Passé 30 ans, on connaît toutes les effets dévastateurs de l’alcool sur notre visage: traits tirés, peau sèche, cernes marquées, boutons occasionnels, grise mine…  Ce n’est pas seulement la fatigue, mais bien les conséquences de la glycosylation, à savoir les sucres de l’alcool qui s’attachent aux protéines, ce qui a pour effet d’oxyder les tissus et de vieillir les cellules, en diminuant la production de collagène et augmentant les dégâts causés par les radicaux libres. Sans compter que l’alcool est un diurétique, qui nous déshydrate sévèrement.

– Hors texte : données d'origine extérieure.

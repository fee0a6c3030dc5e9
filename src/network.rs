//! The network transport interface.

use anyhow::Result;
use async_trait::async_trait;

use crate::raft::AppendRequest;
use crate::raft::AppendResponse;
use crate::raft::ConfigureRequest;
use crate::raft::ConfigureResponse;
use crate::raft::InstallRequest;
use crate::raft::InstallResponse;
use crate::raft::PollRequest;
use crate::raft::PollResponse;
use crate::raft::VoteRequest;
use crate::raft::VoteResponse;
use crate::ServerId;

/// The transport used by the core to reach its peers.
///
/// Implementations own connection management; the core only submits messages. An `Err`
/// from any method is a transport failure and is retried by the replicator with back-off;
/// protocol-level rejections travel inside the `Ok` responses.
#[async_trait]
pub trait RaftNetwork: Send + Sync + 'static {
    /// Send an AppendRequest to the target server.
    async fn send_append(&self, target: ServerId, rpc: AppendRequest) -> Result<AppendResponse>;

    /// Send a VoteRequest to the target server.
    async fn send_vote(&self, target: ServerId, rpc: VoteRequest) -> Result<VoteResponse>;

    /// Send a PollRequest (pre-vote) to the target server.
    async fn send_poll(&self, target: ServerId, rpc: PollRequest) -> Result<PollResponse>;

    /// Send a chunk of a snapshot to the target server.
    async fn send_install(&self, target: ServerId, rpc: InstallRequest) -> Result<InstallResponse>;

    /// Send a ConfigureRequest to the target server.
    async fn send_configure(&self, target: ServerId, rpc: ConfigureRequest) -> Result<ConfigureResponse>;
}
impl Log {
    /// Open the log rooted at `dir`, creating it if empty and recovering any torn tail.
    pub async fn open(dir: impl Into<PathBuf>, options: LogOptions) -> Result<Self, LogError> {
        let dir = dir.into();
        std::fs::create_dir_all(&dir)?;

        let mut bases = Vec::new();
        for dirent in std::fs::read_dir(&dir)? {
            let dirent = dirent?;
            let name = dirent.file_name();
            let name = name.to_string_lossy();
            if let Some(stem) = name.strip_suffix(".log") {
                if let Ok(base) = stem.parse::<u64>() {
                    bases.push(base);
                }
            }
        }
        bases.sort_unstable();

        let mut segments = BTreeMap::new();
        let mut prev_term = 0;
        for base in bases {
            let path = dir.join(Segment::file_name(base));
            let segment =
                Segment::open(path, base, prev_term, options.max_segment_entries, options.max_segment_bytes)?;
            prev_term = segment.last_index().and_then(|i| segment.term_of(i)).unwrap_or(prev_term);
            segments.insert(base, segment);
        }

        // Interior segments emptied by a crash between roll and first append are dropped;
        // the tail is reopened for writes below.
        let tail_base = segments.keys().next_back().copied();
        let empty: Vec<u64> = segments
            .iter()
            .filter(|(base, s)| Some(**base) != tail_base && s.is_empty())
            .map(|(base, _)| *base)
            .collect();
        for base in empty {
            if let Some(segment) = segments.remove(&base) {
                segment.destroy()?;
            }
        }

        if segments.is_empty() {
            let descriptor = SegmentDescriptor {
                base_index: 1,
                base_term: 0,
                max_entries: options.max_segment_entries,
                max_bytes: options.max_segment_bytes,
            };
            segments.insert(1, Segment::create(&dir, descriptor)?);
        }

        let first = segments.values().next().expect("at least one segment");
        let compacted = LogId::new(first.descriptor().base_term, first.descriptor().base_index - 1);

        let mut last_log_id = compacted;
        for segment in segments.values() {
            if let Some(index) = segment.last_index() {
                let term = segment.term_of(index).expect("indexed entry has a term");
                last_log_id = LogId::new(term, index);
            }
        }

        // All but the tail are immutable.
        let tail_base = *segments.keys().next_back().expect("at least one segment");
        for (base, segment) in segments.iter_mut() {
            if *base != tail_base {
                segment.seal()?;
            }
        }

        tracing::debug!(dir = %dir.display(), last = %last_log_id, first = compacted.index + 1, "opened log");

        Ok(Self {
            dir,
            options,
            inner: RwLock::new(LogInner {
                segments,
                compacted,
                last_log_id,
                commit_index: 0,
            }),
        })
    }

    /// The index of the first entry logically present in the log.
    pub async fn first_index(&self) -> u64 {
        self.inner.read().await.compacted.index + 1
    }

    /// The index of the last entry in the log, 0 if empty.
    pub async fn last_index(&self) -> u64 {
        self.inner.read().await.last_log_id.index
    }

    /// The term of the last entry in the log, 0 if empty.
    pub async fn last_term(&self) -> u64 {
        self.inner.read().await.last_log_id.term
    }

    /// The identity of the last entry in the log.
    pub async fn last_log_id(&self) -> LogId {
        self.inner.read().await.last_log_id
    }

    /// Write the next entry to the log, returning its index.
    ///
    /// The entry's index must be exactly `last_index + 1`; the tail segment is sealed and
    /// replaced when full.
    pub async fn append(&self, entry: &Entry) -> Result<u64, LogError> {
        let mut inner = self.inner.write().await;
        if entry.index != inner.last_log_id.index + 1 {
            return Err(LogError::IndexOutOfBounds { index: entry.index });
        }
        debug_assert!(entry.term >= inner.last_log_id.term, "entry term regressed");

        let frame = segment::encode_frame(entry)?;
        if segment::frame_capacity(frame.len()) > self.options.max_segment_bytes {
            return Err(LogError::IndexOutOfBounds { index: entry.index });
        }

        if inner.tail().would_overflow(frame.len()) && !inner.tail().is_empty() {
            let base_term = inner.last_log_id.term;
            inner.tail().seal()?;
            let descriptor = SegmentDescriptor {
                base_index: entry.index,
                base_term,
                max_entries: self.options.max_segment_entries,
                max_bytes: self.options.max_segment_bytes,
            };
            let segment = Segment::create(&self.dir, descriptor)?;
            inner.segments.insert(entry.index, segment);
        }

        inner.tail().append(entry, &frame)?;
        inner.last_log_id = entry.log_id();
        Ok(entry.index)
    }

    /// Read the entry at `index`, `None` when it lies outside `[first_index, last_index]`.
    pub async fn get(&self, index: u64) -> Result<Option<Entry>, LogError> {
        let inner = self.inner.read().await;
        if index <= inner.compacted.index || index > inner.last_log_id.index {
            return Ok(None);
        }
        match inner.segment_for(index) {
            Some(segment) => segment.read(index),
            None => Ok(None),
        }
    }

    /// Read the entries in `[start, stop)`, clamped to the log's bounds.
    pub async fn entries(&self, start: u64, stop: u64) -> Result<Vec<Entry>, LogError> {
        let inner = self.inner.read().await;
        let start = start.max(inner.compacted.index + 1);
        let stop = stop.min(inner.last_log_id.index + 1);
        let mut out = Vec::with_capacity(stop.saturating_sub(start) as usize);
        for index in start..stop {
            match inner.segment_for(index).and_then(|s| s.read(index).transpose()) {
                Some(entry) => out.push(entry?),
                None => break,
            }
        }
        Ok(out)
    }

    /// The term of the entry at `index`, answered from the in-memory index.
    ///
    /// The compaction boundary itself answers with the compacted term, so consistency
    /// checks keep working at `first_index - 1`.
    pub async fn term_at(&self, index: u64) -> Option<u64> {
        self.inner.read().await.term_at(index)
    }

    /// Record the cluster commit index, making the prefix immutable.
    pub async fn commit(&self, index: u64) {
        let mut inner = self.inner.write().await;
        if index > inner.commit_index {
            inner.commit_index = index;
        }
    }

    /// Remove all entries with index `> index`.
    ///
    /// Fails with `TruncateCommitted` when asked to remove committed entries.
    pub async fn truncate(&self, index: u64) -> Result<(), LogError> {
        let mut inner = self.inner.write().await;
        if index < inner.commit_index {
            return Err(LogError::TruncateCommitted {
                index,
                commit_index: inner.commit_index,
            });
        }
        if index >= inner.last_log_id.index {
            return Ok(());
        }

        let doomed: Vec<u64> = inner.segments.range(index + 1..).map(|(base, _)| *base).collect();
        for base in doomed {
            if let Some(segment) = inner.segments.remove(&base) {
                segment.destroy()?;
            }
        }
        if inner.segments.is_empty() {
            let descriptor = SegmentDescriptor {
                base_index: inner.compacted.index + 1,
                base_term: inner.compacted.term,
                max_entries: self.options.max_segment_entries,
                max_bytes: self.options.max_segment_bytes,
            };
            let segment = Segment::create(&self.dir, descriptor)?;
            inner.segments.insert(descriptor_base(&segment), segment);
        } else {
            let tail = inner.tail();
            tail.truncate_from(index + 1)?;
            tail.unseal();
        }

        inner.last_log_id = match inner.term_at(index) {
            Some(term) => LogId::new(term, index),
            None => inner.compacted,
        };
        Ok(())
    }

    /// Raise `first_index` to `index + 1`, discarding older entries.
    ///
    /// Called only once the state machine has applied through `index` and a snapshot
    /// covering it exists. Whole sealed segments behind the boundary are deleted.
    pub async fn compact(&self, index: u64) -> Result<(), LogError> {
        let mut inner = self.inner.write().await;
        if index <= inner.compacted.index {
            return Ok(());
        }
        let term = match inner.term_at(index) {
            Some(term) => term,
            None => return Err(LogError::IndexOutOfBounds { index }),
        };
        inner.compacted = LogId::new(term, index);
        inner.prune_compacted_segments()?;
        tracing::debug!(first_index = index + 1, "compacted log");
        Ok(())
    }

    /// Discard the entire log and restart it immediately after `log_id`.
    ///
    /// Used when a snapshot is installed whose boundary lies beyond the local log.
    pub async fn reset(&self, log_id: LogId) -> Result<(), LogError> {
        let mut inner = self.inner.write().await;
        let bases: Vec<u64> = inner.segments.keys().copied().collect();
        for base in bases {
            if let Some(segment) = inner.segments.remove(&base) {
                segment.destroy()?;
            }
        }
        let descriptor = SegmentDescriptor {
            base_index: log_id.index + 1,
            base_term: log_id.term,
            max_entries: self.options.max_segment_entries,
            max_bytes: self.options.max_segment_bytes,
        };
        let segment = Segment::create(&self.dir, descriptor)?;
        inner.segments.insert(log_id.index + 1, segment);
        inner.compacted = log_id;
        inner.last_log_id = log_id;
        if log_id.index > inner.commit_index {
            inner.commit_index = log_id.index;
        }
        tracing::debug!(boundary = %log_id, "reset log");
        Ok(())
    }

    /// Re-establish the compaction boundary from a snapshot discovered at startup.
    pub async fn restore_compaction(&self, log_id: LogId) -> Result<(), LogError> {
        let needs_reset = {
            let inner = self.inner.read().await;
            if log_id.index <= inner.compacted.index {
                return Ok(());
            }
            log_id.index > inner.last_log_id.index
        };
        if needs_reset {
            return self.reset(log_id).await;
        }
        let mut inner = self.inner.write().await;
        inner.compacted = log_id;
        inner.prune_compacted_segments()?;
        Ok(())
    }

    /// Guarantee all prior appends are durable on return.
    pub async fn flush(&self) -> Result<(), LogError> {
        let inner = self.inner.read().await;
        for segment in inner.segments.values() {
            segment.sync()?;
        }
        Ok(())
    }

    /// Find the most recent membership configuration recorded in the log, searching from
    /// the tail backwards.
    pub async fn latest_configuration(&self) -> Result<Option<Configuration>, LogError> {
        let inner = self.inner.read().await;
        let first = inner.compacted.index + 1;
        let mut index = inner.last_log_id.index;
        while index >= first && index > 0 {
            let entry = match inner.segment_for(index).and_then(|s| s.read(index).transpose()) {
                Some(entry) => entry?,
                None => break,
            };
            if let EntryPayload::Configuration { members } = entry.payload {
                return Ok(Some(Configuration {
                    index: entry.index,
                    term: entry.term,
                    timestamp: entry.timestamp,
                    members,
                }));
            }
            index -= 1;
        }
        Ok(None)
    }
}
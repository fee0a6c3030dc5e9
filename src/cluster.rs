//! The live cluster roster.

use crate::entry::Configuration;
use crate::entry::Member;
use crate::entry::MemberType;
use crate::error::RaftError;
use crate::error::RaftResult;
use crate::meta::MetaStore;
use crate::MessageSummary;
use crate::ServerId;

/// The outcome of installing a configuration.
#[derive(Debug, Clone, Copy, PartialEq, Eq)]
pub struct ConfigureOutcome {
    /// Whether the configuration was installed (false when it was stale and ignored).
    pub installed: bool,
    /// Whether the local member's type changed, requiring a role transition.
    pub local_type_changed: bool,
}

/// Maintains the live cluster configuration for one server.
///
/// The cluster is owned by the server's core task; it carries no synchronization of its
/// own. Per-peer replication progress is tracked by the leader keyed on member id, not
/// on the member records themselves.
pub struct Cluster {
    local_id: ServerId,
    configuration: Configuration,
    /// Whether the current configuration has been persisted to the meta store.
    committed: bool,
}

impl Cluster {
    /// Create the cluster view, restoring the given configuration if one was persisted.
    pub fn new(local_id: ServerId, configuration: Option<Configuration>) -> Self {
        let (configuration, committed) = match configuration {
            Some(cfg) => (cfg, true),
            None => (Configuration::default(), false),
        };
        Self {
            local_id,
            configuration,
            committed,
        }
    }

    pub fn local_id(&self) -> ServerId {
        self.local_id
    }

    pub fn configuration(&self) -> &Configuration {
        &self.configuration
    }

    /// The local member's record, if this server is part of the configuration.
    pub fn local_member(&self) -> Option<&Member> {
        self.configuration.get(self.local_id)
    }

    /// The local member's type; `Inactive` when this server is not a member.
    pub fn local_type(&self) -> MemberType {
        self.configuration.member_type(self.local_id)
    }

    /// Install a configuration, ignoring any which is not newer than the current one.
    pub fn configure(&mut self, configuration: Configuration) -> ConfigureOutcome {
        let has_current = !self.configuration.members.is_empty() || self.configuration.index > 0;
        if has_current && configuration.index <= self.configuration.index {
            return ConfigureOutcome {
                installed: false,
                local_type_changed: false,
            };
        }

        let old_type = self.local_type();
        for member in &configuration.members {
            if !self.configuration.contains(member.id) {
                tracing::info!(member = member.id, member_type = ?member.member_type, "member joined configuration");
            }
        }
        for member in &self.configuration.members {
            if !configuration.contains(member.id) {
                tracing::info!(member = member.id, "member left configuration");
            }
        }

        tracing::debug!(configuration = %configuration.summary(), "installing configuration");
        self.configuration = configuration;
        self.committed = false;

        ConfigureOutcome {
            installed: true,
            local_type_changed: self.local_type() != old_type,
        }
    }

    /// Whether the current configuration still needs to be persisted.
    pub fn needs_commit(&self, commit_index: u64) -> bool {
        !self.committed && commit_index >= self.configuration.index && !self.configuration.members.is_empty()
    }

    /// Persist the current configuration to the meta store.
    pub async fn commit(&mut self, meta: &MetaStore) -> RaftResult<()> {
        if self.committed {
            return Ok(());
        }
        meta.save_configuration(&self.configuration)
            .await
            .map_err(|err| RaftError::Storage(err.into()))?;
        self.committed = true;
        tracing::debug!(index = self.configuration.index, "committed configuration");
        Ok(())
    }
}

#[cfg(test)]
mod tests {
    use super::*;

    fn member(id: ServerId, t: MemberType) -> Member {
        Member::new(id, format!("s{}", id), t)
    }

    fn cfg(index: u64, members: Vec<Member>) -> Configuration {
        Configuration {
            index,
            term: 1,
            timestamp: 0,
            members,
        }
    }

    #[test]
    fn stale_configurations_are_ignored() {
        let mut cluster = Cluster::new(1, Some(cfg(5, vec![member(1, MemberType::Active)])));
        let outcome = cluster.configure(cfg(4, vec![member(1, MemberType::Passive)]));
        assert!(!outcome.installed);
        assert_eq!(cluster.local_type(), MemberType::Active);
    }

    #[test]
    fn local_type_change_is_reported() {
        let mut cluster = Cluster::new(1, Some(cfg(1, vec![member(1, MemberType::Passive)])));
        let outcome = cluster.configure(cfg(2, vec![member(1, MemberType::Active)]));
        assert!(outcome.installed);
        assert!(outcome.local_type_changed);

        // Same type at a higher index: installed, no transition required.
        let outcome = cluster.configure(cfg(3, vec![member(1, MemberType::Active), member(2, MemberType::Active)]));
        assert!(outcome.installed);
        assert!(!outcome.local_type_changed);
    }

    #[test]
    fn absent_local_member_is_inactive() {
        let cluster = Cluster::new(9, Some(cfg(1, vec![member(1, MemberType::Active)])));
        assert_eq!(cluster.local_type(), MemberType::Inactive);
        assert!(cluster.local_member().is_none());
    }

    #[test]
    fn bootstrap_configuration_installs_over_empty() {
        let mut cluster = Cluster::new(1, None);
        let outcome = cluster.configure(cfg(0, vec![member(1, MemberType::Active)]));
        assert!(outcome.installed);
        assert!(outcome.local_type_changed);
        assert_eq!(cluster.local_type(), MemberType::Active);
    }
}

Bref, un tableau pas très glorieux… Alors, que faire? S’en priver totalement? Dans un monde idéal, oui, car c’est le moyen le plus rapide de retrouver un teint frais, sachant qu’il faut parfois un mois à notre corps pour récupérer d’une soirée avec un gros repas bien arrosé. Mais si l’abstinence n’est pas votre credo, sachez que tout n’est pas perdu: en adoptant un verre plutôt que trois, des alcools transparents plutôt que foncés, ou encore mieux, du vin rouge, et surtout en laissant trois à quatre jours de battement entre les soirées arrosées, vous pouvez déjà contrôler un minimum les effets immédiats. N’oubliez pas aussi de boire beaucoup d’eau ou, encore mieux, d’eau de noix de coco, bourrée d’électrolytes.

Au niveau des soins, il est essentiel de se démaquiller les soirs de fête et de se tartiner d’une crème de nuit nourrissante comportant du rétinol. Au réveil, nettoyer votre peau en profondeur avec une brosse type Clarisonic et appliquez un masque hydratant, de préférence sur feuille. Le reste est ensuite affaire de maquillage, à l’aide d’un bon anti-cernes cache-misères. On pourra aussi, pour les motivées, choisir d’adopter le défi sans alcool en janvier, histoire de permettre au foie de se reposer. Quoiqu’il en soit, une chose est sûre: une fois consciente des effets néfastes de l’alcool sur notre mine, on déguste notre verre avec beaucoup plus d’appréciation, de quoi savourer à sa juste mesure notre cocktail préféré.